Betashares is preparing to enter the private asset space, with the ETF provider set to unveil plans to roll out a suite of unlisted funds starting with a US private credit offering.

Betashares is looking to expand beyond its core exchange-traded fund (ETF) and managed portfolio offerings, aiming to tap into rising demand from Australian investors and advisers for alternative assets that deliver income and diversification amid market volatility.

While the firm is yet to reveal full details, it has appointed James Fleiter – formerly a relationship manager at Ares Management – to lead the development of its private assets offering.

In a statement on Friday, Peter Harper, head of distribution and capital markets at Betashares, said: “We’re working on responsibly opening access to private assets in the near future, and we’re excited to welcome James Fleiter to our growing team to help drive forward our offering in this asset class.

“James is a welcome addition to our growing team. In particular, he will play an important role in ensuring that we’re continuing to lift the bar in meeting the needs of investors and financial advisers when it comes to the role that private assets can play in a robust portfolio.”

According to Harper, Fleiter will join the firm’s line-up of investment strategists available to clients to help them understand the additive role that private assets can play in an investment portfolio.

InvestorDaily understands that as well as continuing its laser focus on maintaining and growing its range of ETFs, Betashares is looking to increase the range of robust investment exposures available to its clients – in a move that reflects the rising prominence of private markets among wealth managers and institutions.

To support its private asset ambitions, Betashares is understood to be developing a range of unlisted investment solutions in partnership with experienced managers, with a focus on US private credit expected to feature early in the rollout.

Private credit is gaining strong momentum in Australia, prompting fund managers locally to develop products that expand investor access to this asset class.

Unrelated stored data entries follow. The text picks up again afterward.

//! Configuration for the Decaying LFU (DLFU) cache.
//!
//! DLFU weighs recent reads more heavily than old ones. Every operation
//! multiplies a cache-wide increment by a decay factor derived from `gamma`
//! and the capacity; each read adds the current increment to the entry's
//! priority. Old reads therefore count for progressively less.
//!
//! # Choosing `gamma`
//!
//! | `gamma` | Behaviour |
//! |---------|-----------|
//! | `0.0`   | Increment doubles every operation; effectively recency only |
//! | `0.5`   | Priorities decay by half over roughly `capacity / 2` operations |
//! | `1.0`   | No decay; pure frequency counting with increment 1 |
//!
//! # Expiry
//!
//! Every entry carries an absolute expiry instant computed from its TTL at
//! write time. An expired entry is never returned by a read. With
//! [`ExpiryPolicy::Lazy`] expired entries are dropped only when they surface
//! at the heap root during an insert or through
//! [`DlfuCache::purge_expired`](crate::DlfuCache::purge_expired); until then
//! they still count toward `len`. [`ExpiryPolicy::Sweep`] purges the whole
//! cache on every insert of a new key.
//!
//! # Examples
//!
//! ```
//! use polycache::config::{DlfuCacheConfig, ExpiryPolicy};
//! use polycache::DlfuCache;
//! use core::num::NonZeroUsize;
//! use std::time::Duration;
//!
//! let config = DlfuCacheConfig {
//!     capacity: NonZeroUsize::new(1000).unwrap(),
//!     gamma: 0.8,
//!     default_ttl: Duration::from_secs(300),
//!     expiry: ExpiryPolicy::Lazy,
//! };
//! let cache: DlfuCache<String, Vec<u8>> = DlfuCache::init(config, None).unwrap();
//! assert_eq!(cache.gamma(), 0.8);
//! ```

use crate::error::ConfigError;
use core::fmt;
use core::num::NonZeroUsize;
use std::time::Duration;

const MAX_DECAY: f64 = 2.0;

/// When expired DLFU entries are physically removed.
#[derive(Debug, Clone, Copy, Default, PartialEq, Eq)]
pub enum ExpiryPolicy {
    /// Expired entries are removed only when they reach the heap root during
    /// an insert, or by an explicit purge.
    #[default]
    Lazy,
    /// Every insert of a new key first removes all expired entries.
    Sweep,
}

/// Configuration for a DLFU (Decaying Least Frequently Used) cache.
#[derive(Clone, Copy)]
pub struct DlfuCacheConfig {
    /// Maximum number of key-value pairs the cache can hold.
    pub capacity: NonZeroUsize,
    /// Decay parameter in `[0, 1]`.
    pub gamma: f64,
    /// TTL applied by writes that do not name one.
    pub default_ttl: Duration,
    /// How expired entries are reclaimed.
    pub expiry: ExpiryPolicy,
}

impl DlfuCacheConfig {
    /// Creates a configuration with no default expiry and lazy reclamation.
    pub fn new(capacity: NonZeroUsize, gamma: f64) -> Self {
        Self {
            capacity,
            gamma,
            default_ttl: Duration::MAX,
            expiry: ExpiryPolicy::Lazy,
        }
    }

    /// Checks that `gamma` lies within `[0, 1]`.
    pub fn validate(&self) -> Result<(), ConfigError> {
        if (0.0..=1.0).contains(&self.gamma) {
            Ok(())
        } else {
            Err(ConfigError::GammaOutOfRange(self.gamma))
        }
    }

    /// Starting increment: `1 / (1 - gamma)`, or 1 when `gamma` is 1.
    pub(crate) fn initial_increment(&self) -> f64 {
        if self.gamma < 1.0 {
            1.0 / (1.0 - self.gamma)
        } else {
            1.0
        }
    }

    /// Per-operation growth of the increment: `(p + 1) / p` with
    /// `p = capacity * gamma`, capped at 2. Growth is disabled at
    /// `gamma == 1`.
    ///
    /// From a factor of 2 upward every step already outweighs all earlier
    /// steps combined, so larger factors give the same eviction order. The
    /// cap also keeps a single step well inside the renormalisation range
    /// when `p` is tiny.
    pub(crate) fn decay(&self) -> f64 {
        if self.gamma >= 1.0 {
            return 1.0;
        }
        let p = self.capacity.get() as f64 * self.gamma;
        if p <= 1.0 {
            MAX_DECAY
        } else {
            (p + 1.0) / p
        }
    }
}

impl fmt::Debug for DlfuCacheConfig {
    fn fmt(&self, f: &mut fmt::Formatter<'_>) -> fmt::Result {
        f.debug_struct("DlfuCacheConfig")
            .field("capacity", &self.capacity)
            .field("gamma", &self.gamma)
            .field("default_ttl", &self.default_ttl)
            .field("expiry", &self.expiry)
            .finish()
    }
}
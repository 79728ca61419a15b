//! LFU cache metrics.

use super::{CacheMetrics, CoreCacheMetrics};
use std::collections::BTreeMap;

/// LFU-specific metrics (extends [`CoreCacheMetrics`]).
#[derive(Debug, Default, Clone)]
pub struct LfuCacheMetrics {
    /// Core metrics common to all cache algorithms.
    pub core: CoreCacheMetrics,

    /// Highest frequency any entry has reached.
    pub max_frequency: u64,

    /// Total number of frequency increments (one per hit).
    pub total_frequency_increments: u64,

    /// Frequency of the most recently evicted entry.
    pub last_evicted_frequency: u64,
}

impl LfuCacheMetrics {
    /// Records a hit that raised an entry to `new_frequency`.
    pub fn record_frequency_hit(&mut self, new_frequency: u64) {
        self.core.record_hit();
        self.total_frequency_increments += 1;
        if new_frequency > self.max_frequency {
            self.max_frequency = new_frequency;
        }
    }

    /// Records the eviction of an entry that had reached `frequency`.
    pub fn record_frequency_eviction(&mut self, frequency: u64) {
        self.core.record_eviction();
        self.last_evicted_frequency = frequency;
    }

    /// Average number of increments per hit, or 0.0 before the first hit.
    pub fn average_frequency(&self) -> f64 {
        if self.core.cache_hits > 0 {
            self.total_frequency_increments as f64 / self.core.cache_hits as f64
        } else {
            0.0
        }
    }

    /// Converts LFU metrics to a map for reporting.
    pub fn to_btreemap(&self) -> BTreeMap<String, f64> {
        let mut metrics = self.core.to_btreemap();

        metrics.insert("max_frequency".to_string(), self.max_frequency as f64);
        metrics.insert(
            "total_frequency_increments".to_string(),
            self.total_frequency_increments as f64,
        );
        metrics.insert(
            "last_evicted_frequency".to_string(),
            self.last_evicted_frequency as f64,
        );
        metrics.insert("average_frequency".to_string(), self.average_frequency());

        metrics
    }
}

impl CacheMetrics for LfuCacheMetrics {
    fn metrics(&self) -> BTreeMap<String, f64> {
        self.to_btreemap()
    }

    fn algorithm_name(&self) -> &'static str {
        "LFU"
    }
}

The push into alternatives comes as Betashares continues to enjoy strong inflows into its ETF business, solidifying its place as one of the dominant players in the Australian ETF market.

As of June 2025, Betashares manages more than $50 billion in funds under management and offers more than 100 products across equities, fixed income, commodities, currencies and thematic exposures.

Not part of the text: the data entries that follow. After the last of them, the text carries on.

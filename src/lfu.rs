//! Least Frequently Used Cache Implementation.
//!
//! The LFU cache counts reads per entry and, once over capacity, evicts the
//! entry with the lowest count. Among entries with the same count the one
//! written longest ago goes first.
//!
//! # Algorithm
//!
//! Entries live in an [`IndexedMinHeap`] ordered by `(frequency, seq)`, where
//! `seq` is stamped on every write. The key map stores each entry's arena
//! handle, and every entry records its own heap position, so a hit bumps the
//! frequency and sifts the entry down in O(log n) without searching for it.
//!
//! - `get` hit: `frequency += 1`, then restore heap order.
//! - `set` of an existing key: replace the value and restart the entry at
//!   frequency 1 under a new `seq`.
//! - `set` of a new key: push it at frequency 1, then pop the minimum if the
//!   cache is over capacity. When every resident entry has been read at least
//!   once, the minimum is the newcomer itself.
//!
//! # Performance Characteristics
//!
//! | Operation | Time |
//! |-----------|------|
//! | get / set / delete | O(log n) |
//! | contains | O(1) average |
//! | keys / values | O(n) |

use crate::arena::SlotId;
use crate::cache::Cache;
use crate::config::LfuCacheConfig;
use crate::entry::CacheEntry;
use crate::error::ConfigError;
use crate::heap::IndexedMinHeap;
use crate::meta::LfuMeta;
use crate::metrics::{CacheMetrics, LfuCacheMetrics};
use crate::MAX_PREALLOCATED_ENTRIES;
use core::borrow::Borrow;
use core::fmt;
use core::hash::{BuildHasher, Hash};
use core::num::NonZeroUsize;
use parking_lot::Mutex;
use std::collections::BTreeMap;
use tracing::{debug, trace};

#[cfg(feature = "hashbrown")]
use hashbrown::DefaultHashBuilder;
#[cfg(feature = "hashbrown")]
use hashbrown::HashMap;

#[cfg(not(feature = "hashbrown"))]
use std::collections::hash_map::RandomState as DefaultHashBuilder;
#[cfg(not(feature = "hashbrown"))]
use std::collections::HashMap;

/// Internal LFU segment containing the actual cache algorithm.
pub(crate) struct LfuSegment<K, V, S = DefaultHashBuilder> {
    config: LfuCacheConfig,

    /// Entries ordered by `(frequency, seq)`.
    heap: IndexedMinHeap<CacheEntry<K, V, LfuMeta>>,

    /// Key to arena handle of the entry in `heap`.
    map: HashMap<K, SlotId, S>,

    next_seq: u64,

    metrics: LfuCacheMetrics,
}

impl<K: Hash + Eq, V, S: BuildHasher> LfuSegment<K, V, S> {
    pub(crate) fn init(config: LfuCacheConfig, hash_builder: S) -> Self {
        let reserve = config.capacity.get().min(MAX_PREALLOCATED_ENTRIES);
        LfuSegment {
            config,
            heap: IndexedMinHeap::with_capacity(reserve),
            map: HashMap::with_capacity_and_hasher(reserve, hash_builder),
            next_seq: 0,
            metrics: LfuCacheMetrics::default(),
        }
    }

    #[inline]
    pub(crate) fn cap(&self) -> NonZeroUsize {
        self.config.capacity
    }

    #[inline]
    pub(crate) fn len(&self) -> usize {
        self.map.len()
    }

    #[inline]
    pub(crate) fn metrics(&self) -> &LfuCacheMetrics {
        &self.metrics
    }

    fn next_seq(&mut self) -> u64 {
        let seq = self.next_seq;
        self.next_seq += 1;
        seq
    }

    pub(crate) fn contains<Q>(&self, key: &Q) -> bool
    where
        K: Borrow<Q>,
        Q: ?Sized + Hash + Eq,
    {
        self.map.contains_key(key)
    }

    /// Current frequency of `key`, without counting as a read.
    pub(crate) fn frequency<Q>(&self, key: &Q) -> Option<u64>
    where
        K: Borrow<Q>,
        Q: ?Sized + Hash + Eq,
    {
        let id = self.map.get(key)?;
        self.heap.get(*id).map(|entry| entry.metadata.frequency)
    }

    /// Returns the value for `key`, bumping its frequency.
    pub(crate) fn get<Q>(&mut self, key: &Q) -> Option<&V>
    where
        K: Borrow<Q>,
        Q: ?Sized + Hash + Eq,
    {
        let Some(id) = self.map.get(key).copied() else {
            self.metrics.core.record_miss();
            return None;
        };
        let frequency = self.heap.get_mut(id)?.metadata.increment();
        self.heap.fix(id);
        self.metrics.record_frequency_hit(frequency);
        self.heap.get(id).map(|entry| &entry.value)
    }

    /// Inserts or updates `key`. Returns the entry evicted to stay within
    /// capacity, which may be the one just inserted.
    pub(crate) fn put(&mut self, key: K, value: V) -> Option<(K, V)>
    where
        K: Clone,
    {
        let seq = self.next_seq();

        if let Some(&id) = self.map.get(&key) {
            if let Some(entry) = self.heap.get_mut(id) {
                entry.value = value;
                entry.metadata.reset(seq);
            }
            self.heap.fix(id);
            self.metrics.core.record_update();
            return None;
        }

        let entry = CacheEntry::with_metadata(key.clone(), value, LfuMeta::new(seq));
        let id = self.heap.push(entry);
        self.map.insert(key, id);
        self.metrics.core.record_insertion();

        if self.map.len() <= self.cap().get() {
            return None;
        }
        let victim = self.heap.pop()?;
        self.map.remove(&victim.key);
        let frequency = victim.metadata.frequency;
        self.metrics.record_frequency_eviction(frequency);
        trace!(frequency, "evicted least frequently used entry");
        Some(victim.into_pair())
    }

    pub(crate) fn remove<Q>(&mut self, key: &Q) -> Option<V>
    where
        K: Borrow<Q>,
        Q: ?Sized + Hash + Eq,
    {
        let id = self.map.remove(key)?;
        self.heap.remove(id).map(|entry| entry.value)
    }

    pub(crate) fn clear(&mut self) {
        let dropped = self.map.len();
        self.map.clear();
        self.heap.clear();
        debug!(dropped, "cleared LFU cache");
    }

    pub(crate) fn iter(&self) -> impl Iterator<Item = (&K, &V)> {
        self.heap.iter().map(|entry| (&entry.key, &entry.value))
    }
}

impl<K, V, S> fmt::Debug for LfuSegment<K, V, S> {
    fn fmt(&self, f: &mut fmt::Formatter<'_>) -> fmt::Result {
        f.debug_struct("LfuSegment")
            .field("capacity", &self.config.capacity)
            .field("len", &self.map.len())
            .field("heap", &self.heap)
            .finish()
    }
}

/// A thread-safe Least Frequently Used (LFU) cache.
///
/// # Examples
///
/// ```
/// use polycache::{Cache, LfuCache};
///
/// let cache = LfuCache::new(2);
/// cache.set("a", 1);
/// cache.set("b", 2);
///
/// // "a" is read twice, "b" never
/// cache.get(&"a");
/// cache.get(&"a");
///
/// cache.set("c", 3);
/// assert!(cache.contains(&"a"));
/// assert!(!cache.contains(&"b"));
/// assert!(cache.contains(&"c"));
/// ```
pub struct LfuCache<K, V, S = DefaultHashBuilder> {
    segment: Mutex<LfuSegment<K, V, S>>,
}

impl<K: Hash + Eq, V> LfuCache<K, V> {
    /// Creates a cache holding at most `capacity` entries.
    ///
    /// # Panics
    ///
    /// Panics if `capacity` is zero.
    pub fn new(capacity: usize) -> Self {
        match Self::try_new(capacity) {
            Ok(cache) => cache,
            Err(err) => panic!("invalid LFU cache configuration: {err}"),
        }
    }

    /// Creates a cache holding at most `capacity` entries, rejecting zero.
    pub fn try_new(capacity: usize) -> Result<Self, ConfigError> {
        Ok(Self::init(LfuCacheConfig::try_from(capacity)?, None))
    }

    /// Creates a cache from a configuration with an optional hasher.
    pub fn init(config: LfuCacheConfig, hasher: Option<DefaultHashBuilder>) -> Self {
        Self::init_with_hasher(config, hasher.unwrap_or_default())
    }
}

impl<K: Hash + Eq, V, S: BuildHasher> LfuCache<K, V, S> {
    /// Creates a cache that hashes keys with `hash_builder`.
    pub fn init_with_hasher(config: LfuCacheConfig, hash_builder: S) -> Self {
        debug!(capacity = config.capacity.get(), "created LFU cache");
        Self {
            segment: Mutex::new(LfuSegment::init(config, hash_builder)),
        }
    }

    /// Maximum number of entries.
    pub fn cap(&self) -> NonZeroUsize {
        self.segment.lock().cap()
    }

    /// Returns how many times `key` has been counted since its last write,
    /// without counting this call. A freshly written key reports 1.
    pub fn frequency<Q>(&self, key: &Q) -> Option<u64>
    where
        K: Borrow<Q>,
        Q: ?Sized + Hash + Eq,
    {
        self.segment.lock().frequency(key)
    }

    /// Applies `f` to the value for `key` under the lock, without cloning.
    ///
    /// Counts as a read, exactly like [`Cache::get`].
    pub fn get_with<Q, F, R>(&self, key: &Q, f: F) -> Option<R>
    where
        K: Borrow<Q>,
        Q: ?Sized + Hash + Eq,
        F: FnOnce(&V) -> R,
    {
        self.segment.lock().get(key).map(f)
    }
}

impl<K, V, S> Cache<K, V> for LfuCache<K, V, S>
where
    K: Hash + Eq + Clone,
    V: Clone,
    S: BuildHasher,
{
    fn len(&self) -> usize {
        self.segment.lock().len()
    }

    fn contains(&self, key: &K) -> bool {
        self.segment.lock().contains(key)
    }

    fn get(&self, key: &K) -> Option<V> {
        self.get_with(key, V::clone)
    }

    fn set(&self, key: K, value: V) {
        self.segment.lock().put(key, value);
    }

    fn delete(&self, key: &K) {
        self.segment.lock().remove(key);
    }

    fn clear(&self) {
        self.segment.lock().clear();
    }

    fn keys(&self) -> Vec<K> {
        self.segment.lock().iter().map(|(key, _)| key.clone()).collect()
    }

    fn values(&self) -> Vec<V> {
        self.segment
            .lock()
            .iter()
            .map(|(_, value)| value.clone())
            .collect()
    }
}

impl<K: Hash + Eq, V, S: BuildHasher> CacheMetrics for LfuCache<K, V, S> {
    fn metrics(&self) -> BTreeMap<String, f64> {
        self.segment.lock().metrics().metrics()
    }

    fn algorithm_name(&self) -> &'static str {
        "LFU"
    }
}

impl<K, V, S> fmt::Debug for LfuCache<K, V, S> {
    fn fmt(&self, f: &mut fmt::Formatter<'_>) -> fmt::Result {
        f.debug_struct("LfuCache")
            .field("segment", &*self.segment.lock())
            .finish()
    }
}
//! Unbounded cache metrics.
//!
//! [`SimpleCache`](crate::SimpleCache) serves reads under a shared lock, so its
//! counters are atomics that readers can bump without exclusive access.

use super::{CacheMetrics, CoreCacheMetrics};
use std::collections::BTreeMap;
use std::sync::atomic::{AtomicU64, Ordering};

/// Lock-free counters for the unbounded cache.
#[derive(Debug, Default)]
pub struct SimpleCacheMetrics {
    requests: AtomicU64,
    cache_hits: AtomicU64,
    insertions: AtomicU64,
    updates: AtomicU64,
}

impl SimpleCacheMetrics {
    pub(crate) fn record_hit(&self) {
        self.requests.fetch_add(1, Ordering::Relaxed);
        self.cache_hits.fetch_add(1, Ordering::Relaxed);
    }

    pub(crate) fn record_miss(&self) {
        self.requests.fetch_add(1, Ordering::Relaxed);
    }

    pub(crate) fn record_write(&self, replaced: bool) {
        if replaced {
            self.updates.fetch_add(1, Ordering::Relaxed);
        } else {
            self.insertions.fetch_add(1, Ordering::Relaxed);
        }
    }

    /// Takes a point-in-time copy of the counters.
    ///
    /// Counters are read independently, so under concurrent traffic the copy
    /// may mix values from slightly different moments; `cache_hits` never
    /// exceeds `requests`.
    pub fn snapshot(&self) -> CoreCacheMetrics {
        let cache_hits = self.cache_hits.load(Ordering::Relaxed);
        let requests = self.requests.load(Ordering::Relaxed).max(cache_hits);
        CoreCacheMetrics {
            requests,
            cache_hits,
            insertions: self.insertions.load(Ordering::Relaxed),
            updates: self.updates.load(Ordering::Relaxed),
            evictions: 0,
        }
    }
}

impl CacheMetrics for SimpleCacheMetrics {
    fn metrics(&self) -> BTreeMap<String, f64> {
        self.snapshot().to_btreemap()
    }

    fn algorithm_name(&self) -> &'static str {
        "SIMPLE"
    }
}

With alternatives still a small but growing slice of portfolios across wealth channels, the firm’s move into private credit – and potentially other private market segments – may mark a strategic pivot for Betashares as it seeks to broaden its investment footprint and cement relationships with advisers looking beyond public markets.

InvestorDaily last week revealed that the Australian ETF provider is poised to unveil two funds aimed at capturing market share from the iShares and VanEck ranges, which dominate key segments of the local ETF market.

Outside of Betashares, Australian ETF providers appear to be undergoing a transformation, with InvestorDaily reporting this week that Global X plans to shift its focus towards more “vanilla”, cost-effective strategies.